Work to be completed >>
Return every line from the listing where the word "params" occurs.

*** Exercise material Section Begins ***

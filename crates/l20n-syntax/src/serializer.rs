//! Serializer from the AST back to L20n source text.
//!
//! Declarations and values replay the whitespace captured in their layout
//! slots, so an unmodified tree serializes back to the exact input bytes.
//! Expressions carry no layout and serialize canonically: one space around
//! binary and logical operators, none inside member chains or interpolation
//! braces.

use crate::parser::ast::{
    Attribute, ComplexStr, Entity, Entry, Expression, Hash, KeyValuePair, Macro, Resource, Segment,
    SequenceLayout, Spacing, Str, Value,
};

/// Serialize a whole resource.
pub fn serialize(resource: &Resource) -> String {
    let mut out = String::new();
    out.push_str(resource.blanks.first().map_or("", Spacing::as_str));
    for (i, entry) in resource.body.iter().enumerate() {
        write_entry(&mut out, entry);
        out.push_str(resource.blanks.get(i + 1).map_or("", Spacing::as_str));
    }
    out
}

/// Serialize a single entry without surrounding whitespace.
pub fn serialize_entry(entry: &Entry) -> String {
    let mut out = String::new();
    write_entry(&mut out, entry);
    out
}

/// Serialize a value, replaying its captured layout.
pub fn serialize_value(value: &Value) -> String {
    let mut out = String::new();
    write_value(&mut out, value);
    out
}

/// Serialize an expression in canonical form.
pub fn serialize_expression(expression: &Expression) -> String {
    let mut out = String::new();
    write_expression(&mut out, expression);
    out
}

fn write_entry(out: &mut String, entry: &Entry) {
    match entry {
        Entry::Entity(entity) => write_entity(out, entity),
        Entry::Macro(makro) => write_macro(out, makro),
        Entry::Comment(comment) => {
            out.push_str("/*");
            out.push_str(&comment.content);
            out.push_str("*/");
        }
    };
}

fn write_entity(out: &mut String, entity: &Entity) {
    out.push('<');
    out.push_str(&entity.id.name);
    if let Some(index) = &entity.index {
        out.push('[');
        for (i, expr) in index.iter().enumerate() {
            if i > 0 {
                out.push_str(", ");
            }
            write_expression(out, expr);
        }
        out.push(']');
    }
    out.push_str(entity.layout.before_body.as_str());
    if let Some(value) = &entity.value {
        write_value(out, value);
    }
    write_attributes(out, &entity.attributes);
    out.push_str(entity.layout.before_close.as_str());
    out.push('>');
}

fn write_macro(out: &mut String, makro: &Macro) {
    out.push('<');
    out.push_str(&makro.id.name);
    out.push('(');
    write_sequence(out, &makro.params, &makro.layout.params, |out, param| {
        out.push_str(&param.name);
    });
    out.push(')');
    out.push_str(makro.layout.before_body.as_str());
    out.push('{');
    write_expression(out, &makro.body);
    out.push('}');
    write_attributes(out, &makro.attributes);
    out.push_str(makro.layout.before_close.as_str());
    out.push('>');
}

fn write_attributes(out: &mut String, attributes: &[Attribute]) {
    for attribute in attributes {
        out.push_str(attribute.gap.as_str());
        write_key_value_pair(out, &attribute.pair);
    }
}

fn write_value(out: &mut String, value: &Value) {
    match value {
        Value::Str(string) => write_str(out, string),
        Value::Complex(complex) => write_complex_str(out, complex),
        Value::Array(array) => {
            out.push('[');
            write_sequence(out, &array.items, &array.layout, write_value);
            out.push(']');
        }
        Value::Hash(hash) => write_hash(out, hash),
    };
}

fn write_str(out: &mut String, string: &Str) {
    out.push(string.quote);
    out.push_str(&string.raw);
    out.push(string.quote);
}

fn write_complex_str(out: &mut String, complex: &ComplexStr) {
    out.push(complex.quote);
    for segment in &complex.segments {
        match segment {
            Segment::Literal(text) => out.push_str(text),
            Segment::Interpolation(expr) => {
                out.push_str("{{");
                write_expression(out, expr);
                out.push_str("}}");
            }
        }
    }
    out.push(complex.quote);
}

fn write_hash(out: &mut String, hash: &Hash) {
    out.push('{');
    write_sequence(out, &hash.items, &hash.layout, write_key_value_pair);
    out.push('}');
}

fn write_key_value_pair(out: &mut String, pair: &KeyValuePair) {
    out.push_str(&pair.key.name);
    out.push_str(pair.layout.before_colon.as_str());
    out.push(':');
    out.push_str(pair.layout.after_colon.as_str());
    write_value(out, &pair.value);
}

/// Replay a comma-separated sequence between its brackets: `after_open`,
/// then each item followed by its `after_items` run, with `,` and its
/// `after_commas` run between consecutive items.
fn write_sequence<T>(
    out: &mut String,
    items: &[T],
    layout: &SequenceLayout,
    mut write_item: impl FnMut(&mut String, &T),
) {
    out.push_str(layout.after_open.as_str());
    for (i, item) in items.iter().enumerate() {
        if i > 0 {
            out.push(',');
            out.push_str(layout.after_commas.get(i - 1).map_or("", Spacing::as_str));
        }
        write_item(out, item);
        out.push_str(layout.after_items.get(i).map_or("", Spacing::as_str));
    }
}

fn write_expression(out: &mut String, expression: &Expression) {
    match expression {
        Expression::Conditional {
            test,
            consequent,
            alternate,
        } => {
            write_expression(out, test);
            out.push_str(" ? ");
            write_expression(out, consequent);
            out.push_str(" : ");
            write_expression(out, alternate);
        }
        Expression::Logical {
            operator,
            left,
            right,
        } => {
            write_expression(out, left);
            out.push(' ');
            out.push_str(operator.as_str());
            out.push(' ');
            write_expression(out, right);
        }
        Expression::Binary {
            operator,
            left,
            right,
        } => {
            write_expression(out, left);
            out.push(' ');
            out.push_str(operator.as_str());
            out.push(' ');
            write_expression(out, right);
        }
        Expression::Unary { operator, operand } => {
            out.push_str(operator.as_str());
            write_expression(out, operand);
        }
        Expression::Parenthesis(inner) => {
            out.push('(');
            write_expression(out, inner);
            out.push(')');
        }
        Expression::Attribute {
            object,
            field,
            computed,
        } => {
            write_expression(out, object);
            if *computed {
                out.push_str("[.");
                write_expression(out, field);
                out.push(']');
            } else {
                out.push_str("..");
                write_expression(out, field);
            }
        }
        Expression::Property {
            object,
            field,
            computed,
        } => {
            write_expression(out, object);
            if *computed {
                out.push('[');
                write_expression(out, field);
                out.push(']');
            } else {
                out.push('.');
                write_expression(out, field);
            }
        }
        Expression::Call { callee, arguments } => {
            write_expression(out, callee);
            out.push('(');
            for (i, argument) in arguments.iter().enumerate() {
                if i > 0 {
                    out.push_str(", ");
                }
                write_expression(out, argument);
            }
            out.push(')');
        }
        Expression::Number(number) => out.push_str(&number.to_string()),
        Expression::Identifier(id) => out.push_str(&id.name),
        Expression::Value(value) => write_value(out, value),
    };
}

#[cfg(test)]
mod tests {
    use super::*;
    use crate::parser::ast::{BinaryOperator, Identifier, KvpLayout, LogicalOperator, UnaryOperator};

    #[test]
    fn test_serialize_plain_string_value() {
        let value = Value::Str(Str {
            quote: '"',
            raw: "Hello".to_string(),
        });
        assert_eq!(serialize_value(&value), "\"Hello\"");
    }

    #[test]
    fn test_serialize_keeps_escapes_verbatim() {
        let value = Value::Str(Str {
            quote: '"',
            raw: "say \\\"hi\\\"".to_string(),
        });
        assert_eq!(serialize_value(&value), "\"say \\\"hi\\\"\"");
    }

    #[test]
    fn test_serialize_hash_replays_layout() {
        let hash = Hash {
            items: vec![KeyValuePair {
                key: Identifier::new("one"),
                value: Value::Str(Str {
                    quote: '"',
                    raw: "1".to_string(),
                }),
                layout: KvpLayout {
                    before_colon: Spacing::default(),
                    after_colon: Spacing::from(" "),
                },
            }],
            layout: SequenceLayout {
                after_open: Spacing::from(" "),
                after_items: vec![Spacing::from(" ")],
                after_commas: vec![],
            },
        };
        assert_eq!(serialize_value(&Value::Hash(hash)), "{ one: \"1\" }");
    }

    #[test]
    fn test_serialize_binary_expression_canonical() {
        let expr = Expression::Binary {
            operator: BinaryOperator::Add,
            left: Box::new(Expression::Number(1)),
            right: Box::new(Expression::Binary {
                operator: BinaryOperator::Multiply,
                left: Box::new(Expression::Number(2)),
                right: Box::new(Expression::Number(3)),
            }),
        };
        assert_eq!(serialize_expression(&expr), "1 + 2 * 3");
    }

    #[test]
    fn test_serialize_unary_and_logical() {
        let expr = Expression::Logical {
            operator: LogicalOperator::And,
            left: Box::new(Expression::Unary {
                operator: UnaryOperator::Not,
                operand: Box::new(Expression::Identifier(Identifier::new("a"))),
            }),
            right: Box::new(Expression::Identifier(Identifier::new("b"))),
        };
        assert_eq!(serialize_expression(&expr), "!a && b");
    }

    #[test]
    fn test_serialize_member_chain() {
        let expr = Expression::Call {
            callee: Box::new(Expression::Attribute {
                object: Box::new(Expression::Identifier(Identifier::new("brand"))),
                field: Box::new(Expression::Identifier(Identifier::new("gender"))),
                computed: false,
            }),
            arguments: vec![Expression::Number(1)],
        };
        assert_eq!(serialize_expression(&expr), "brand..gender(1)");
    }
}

*** Exercise material Section Ends ***
*** Exercise material Section Begins ***

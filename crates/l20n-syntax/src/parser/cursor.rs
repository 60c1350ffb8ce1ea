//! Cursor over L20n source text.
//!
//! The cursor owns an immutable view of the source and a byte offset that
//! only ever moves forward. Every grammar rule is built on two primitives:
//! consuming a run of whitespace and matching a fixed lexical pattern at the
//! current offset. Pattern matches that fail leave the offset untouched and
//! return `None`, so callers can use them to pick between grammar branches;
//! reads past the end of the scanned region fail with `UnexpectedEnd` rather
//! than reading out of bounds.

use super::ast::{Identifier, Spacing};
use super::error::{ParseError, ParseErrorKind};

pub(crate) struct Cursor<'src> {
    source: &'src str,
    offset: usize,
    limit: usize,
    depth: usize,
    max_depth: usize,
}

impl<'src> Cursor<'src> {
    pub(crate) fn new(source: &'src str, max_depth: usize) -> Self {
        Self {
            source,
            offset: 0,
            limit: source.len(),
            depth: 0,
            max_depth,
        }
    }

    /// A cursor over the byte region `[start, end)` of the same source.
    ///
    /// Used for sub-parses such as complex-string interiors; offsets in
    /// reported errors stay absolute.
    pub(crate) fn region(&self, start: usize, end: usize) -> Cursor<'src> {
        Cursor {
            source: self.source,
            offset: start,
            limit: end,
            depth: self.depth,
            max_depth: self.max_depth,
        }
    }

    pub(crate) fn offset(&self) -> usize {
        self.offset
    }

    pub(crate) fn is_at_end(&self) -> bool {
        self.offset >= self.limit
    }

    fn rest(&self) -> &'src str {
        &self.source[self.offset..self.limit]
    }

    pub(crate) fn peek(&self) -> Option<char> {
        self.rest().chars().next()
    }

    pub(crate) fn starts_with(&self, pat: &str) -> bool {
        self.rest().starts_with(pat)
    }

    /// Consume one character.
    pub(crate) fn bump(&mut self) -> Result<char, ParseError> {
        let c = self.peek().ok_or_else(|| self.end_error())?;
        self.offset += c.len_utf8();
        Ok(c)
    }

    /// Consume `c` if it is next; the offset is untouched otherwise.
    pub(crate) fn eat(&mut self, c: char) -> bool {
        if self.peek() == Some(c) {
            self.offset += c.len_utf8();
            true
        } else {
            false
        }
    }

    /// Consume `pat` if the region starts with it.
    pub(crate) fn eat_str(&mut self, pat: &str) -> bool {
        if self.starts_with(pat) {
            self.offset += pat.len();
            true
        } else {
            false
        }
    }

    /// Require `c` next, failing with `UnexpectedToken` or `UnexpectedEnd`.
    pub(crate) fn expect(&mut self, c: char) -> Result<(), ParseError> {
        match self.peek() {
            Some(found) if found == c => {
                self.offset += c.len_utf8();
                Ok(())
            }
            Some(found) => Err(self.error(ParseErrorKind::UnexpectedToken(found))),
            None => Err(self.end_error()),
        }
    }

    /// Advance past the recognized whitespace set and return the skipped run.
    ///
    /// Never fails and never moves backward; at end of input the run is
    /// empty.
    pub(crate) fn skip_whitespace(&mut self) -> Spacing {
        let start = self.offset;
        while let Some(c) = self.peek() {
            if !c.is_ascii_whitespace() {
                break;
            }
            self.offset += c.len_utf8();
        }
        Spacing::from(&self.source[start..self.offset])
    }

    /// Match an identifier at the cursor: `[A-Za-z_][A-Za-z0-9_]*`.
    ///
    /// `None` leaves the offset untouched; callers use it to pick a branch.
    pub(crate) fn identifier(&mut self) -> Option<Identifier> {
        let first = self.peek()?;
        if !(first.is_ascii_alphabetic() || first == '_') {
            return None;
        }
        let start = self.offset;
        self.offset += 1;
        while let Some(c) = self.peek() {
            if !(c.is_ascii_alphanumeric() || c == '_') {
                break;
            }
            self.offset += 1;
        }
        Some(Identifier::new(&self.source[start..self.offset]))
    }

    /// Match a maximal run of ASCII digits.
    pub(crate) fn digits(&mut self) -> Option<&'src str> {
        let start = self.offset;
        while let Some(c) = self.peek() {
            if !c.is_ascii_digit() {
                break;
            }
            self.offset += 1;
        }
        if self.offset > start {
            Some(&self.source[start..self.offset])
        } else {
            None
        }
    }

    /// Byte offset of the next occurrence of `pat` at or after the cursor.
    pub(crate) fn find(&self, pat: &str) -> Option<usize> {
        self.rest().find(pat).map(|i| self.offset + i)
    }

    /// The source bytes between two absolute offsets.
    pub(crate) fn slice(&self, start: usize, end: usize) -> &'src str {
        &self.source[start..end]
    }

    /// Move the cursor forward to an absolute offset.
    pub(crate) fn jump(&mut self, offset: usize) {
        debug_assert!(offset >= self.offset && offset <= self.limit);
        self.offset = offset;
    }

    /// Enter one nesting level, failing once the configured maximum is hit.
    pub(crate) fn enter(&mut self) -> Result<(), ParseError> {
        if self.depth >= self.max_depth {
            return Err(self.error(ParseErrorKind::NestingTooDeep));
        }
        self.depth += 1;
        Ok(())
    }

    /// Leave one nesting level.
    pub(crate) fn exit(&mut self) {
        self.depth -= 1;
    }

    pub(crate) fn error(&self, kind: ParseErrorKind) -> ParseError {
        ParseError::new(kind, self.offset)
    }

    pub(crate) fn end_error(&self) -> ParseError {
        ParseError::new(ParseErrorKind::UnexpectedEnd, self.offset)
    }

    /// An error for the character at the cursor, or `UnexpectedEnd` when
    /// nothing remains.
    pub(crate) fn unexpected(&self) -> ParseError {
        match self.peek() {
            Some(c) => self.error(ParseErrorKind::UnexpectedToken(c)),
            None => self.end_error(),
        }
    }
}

*** Exercise material Section Ends ***
*** Exercise material Section Begins ***

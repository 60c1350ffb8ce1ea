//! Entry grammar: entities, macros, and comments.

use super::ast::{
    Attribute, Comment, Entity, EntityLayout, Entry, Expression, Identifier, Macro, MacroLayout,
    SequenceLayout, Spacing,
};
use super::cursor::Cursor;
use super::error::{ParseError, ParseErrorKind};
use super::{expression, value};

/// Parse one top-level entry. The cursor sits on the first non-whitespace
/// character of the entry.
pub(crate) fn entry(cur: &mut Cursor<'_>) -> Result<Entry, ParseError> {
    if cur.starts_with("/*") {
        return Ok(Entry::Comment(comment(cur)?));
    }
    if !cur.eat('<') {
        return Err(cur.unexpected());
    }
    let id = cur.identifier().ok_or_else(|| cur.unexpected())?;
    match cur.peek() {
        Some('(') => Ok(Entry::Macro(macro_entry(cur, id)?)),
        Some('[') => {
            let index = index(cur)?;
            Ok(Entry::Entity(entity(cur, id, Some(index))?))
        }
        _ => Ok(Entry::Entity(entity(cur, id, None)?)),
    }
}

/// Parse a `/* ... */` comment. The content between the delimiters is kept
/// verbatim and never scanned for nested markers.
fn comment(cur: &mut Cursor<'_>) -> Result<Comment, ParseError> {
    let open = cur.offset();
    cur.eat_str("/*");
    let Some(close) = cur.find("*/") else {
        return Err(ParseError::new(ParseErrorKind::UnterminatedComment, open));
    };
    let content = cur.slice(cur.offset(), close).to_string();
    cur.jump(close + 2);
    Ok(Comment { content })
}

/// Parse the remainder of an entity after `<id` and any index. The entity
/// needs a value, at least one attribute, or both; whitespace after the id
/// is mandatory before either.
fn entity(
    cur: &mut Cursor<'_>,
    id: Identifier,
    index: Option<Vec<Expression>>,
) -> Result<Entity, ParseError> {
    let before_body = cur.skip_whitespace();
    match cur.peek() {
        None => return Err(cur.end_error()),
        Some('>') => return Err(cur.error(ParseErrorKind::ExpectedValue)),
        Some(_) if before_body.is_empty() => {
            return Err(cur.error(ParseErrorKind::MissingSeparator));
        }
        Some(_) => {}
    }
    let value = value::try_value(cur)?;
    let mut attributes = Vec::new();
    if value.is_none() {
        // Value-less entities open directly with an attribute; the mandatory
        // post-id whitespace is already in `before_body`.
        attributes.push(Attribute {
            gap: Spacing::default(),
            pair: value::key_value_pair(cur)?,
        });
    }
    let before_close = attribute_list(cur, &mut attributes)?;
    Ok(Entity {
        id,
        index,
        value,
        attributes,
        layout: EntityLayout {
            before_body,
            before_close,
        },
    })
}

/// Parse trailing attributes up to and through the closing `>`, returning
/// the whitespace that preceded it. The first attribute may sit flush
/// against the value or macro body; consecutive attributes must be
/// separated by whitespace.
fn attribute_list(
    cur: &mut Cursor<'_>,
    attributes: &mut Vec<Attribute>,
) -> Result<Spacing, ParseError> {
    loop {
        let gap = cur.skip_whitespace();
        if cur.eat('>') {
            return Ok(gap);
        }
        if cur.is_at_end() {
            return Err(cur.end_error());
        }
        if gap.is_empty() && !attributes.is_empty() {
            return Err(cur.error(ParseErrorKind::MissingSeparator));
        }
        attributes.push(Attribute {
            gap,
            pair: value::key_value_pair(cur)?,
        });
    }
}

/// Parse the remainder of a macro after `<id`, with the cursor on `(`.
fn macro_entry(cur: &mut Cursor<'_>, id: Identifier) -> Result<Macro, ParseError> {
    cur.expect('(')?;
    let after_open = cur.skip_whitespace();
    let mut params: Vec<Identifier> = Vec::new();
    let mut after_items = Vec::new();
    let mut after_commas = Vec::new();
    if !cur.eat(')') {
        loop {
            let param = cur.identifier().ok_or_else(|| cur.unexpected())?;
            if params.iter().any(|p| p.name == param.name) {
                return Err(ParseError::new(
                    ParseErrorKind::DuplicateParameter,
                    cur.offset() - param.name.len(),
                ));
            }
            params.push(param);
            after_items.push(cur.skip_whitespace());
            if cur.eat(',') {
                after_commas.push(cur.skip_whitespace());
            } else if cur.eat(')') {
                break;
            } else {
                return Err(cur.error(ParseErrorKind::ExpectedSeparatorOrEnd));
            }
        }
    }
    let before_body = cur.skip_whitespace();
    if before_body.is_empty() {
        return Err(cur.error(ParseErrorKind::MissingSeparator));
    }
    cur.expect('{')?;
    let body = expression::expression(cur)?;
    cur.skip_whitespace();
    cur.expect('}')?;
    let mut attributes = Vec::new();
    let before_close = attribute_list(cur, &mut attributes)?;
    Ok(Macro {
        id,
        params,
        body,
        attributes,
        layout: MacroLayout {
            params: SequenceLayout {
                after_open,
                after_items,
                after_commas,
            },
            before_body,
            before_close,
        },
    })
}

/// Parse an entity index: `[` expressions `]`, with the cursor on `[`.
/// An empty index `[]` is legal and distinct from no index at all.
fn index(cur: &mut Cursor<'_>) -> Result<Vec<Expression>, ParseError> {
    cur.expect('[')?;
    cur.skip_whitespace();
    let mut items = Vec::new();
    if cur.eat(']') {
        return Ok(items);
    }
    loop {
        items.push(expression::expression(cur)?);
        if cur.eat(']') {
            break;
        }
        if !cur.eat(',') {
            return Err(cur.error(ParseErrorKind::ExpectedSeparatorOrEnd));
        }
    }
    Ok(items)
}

*** Exercise material Section Ends ***

Result of the exercise >>
    write_sequence(out, &makro.params, &makro.layout.params, |out, param| {
    let mut params: Vec<Identifier> = Vec::new();
            if params.iter().any(|p| p.name == param.name) {
            params.push(param);
        params,
            params: SequenceLayout {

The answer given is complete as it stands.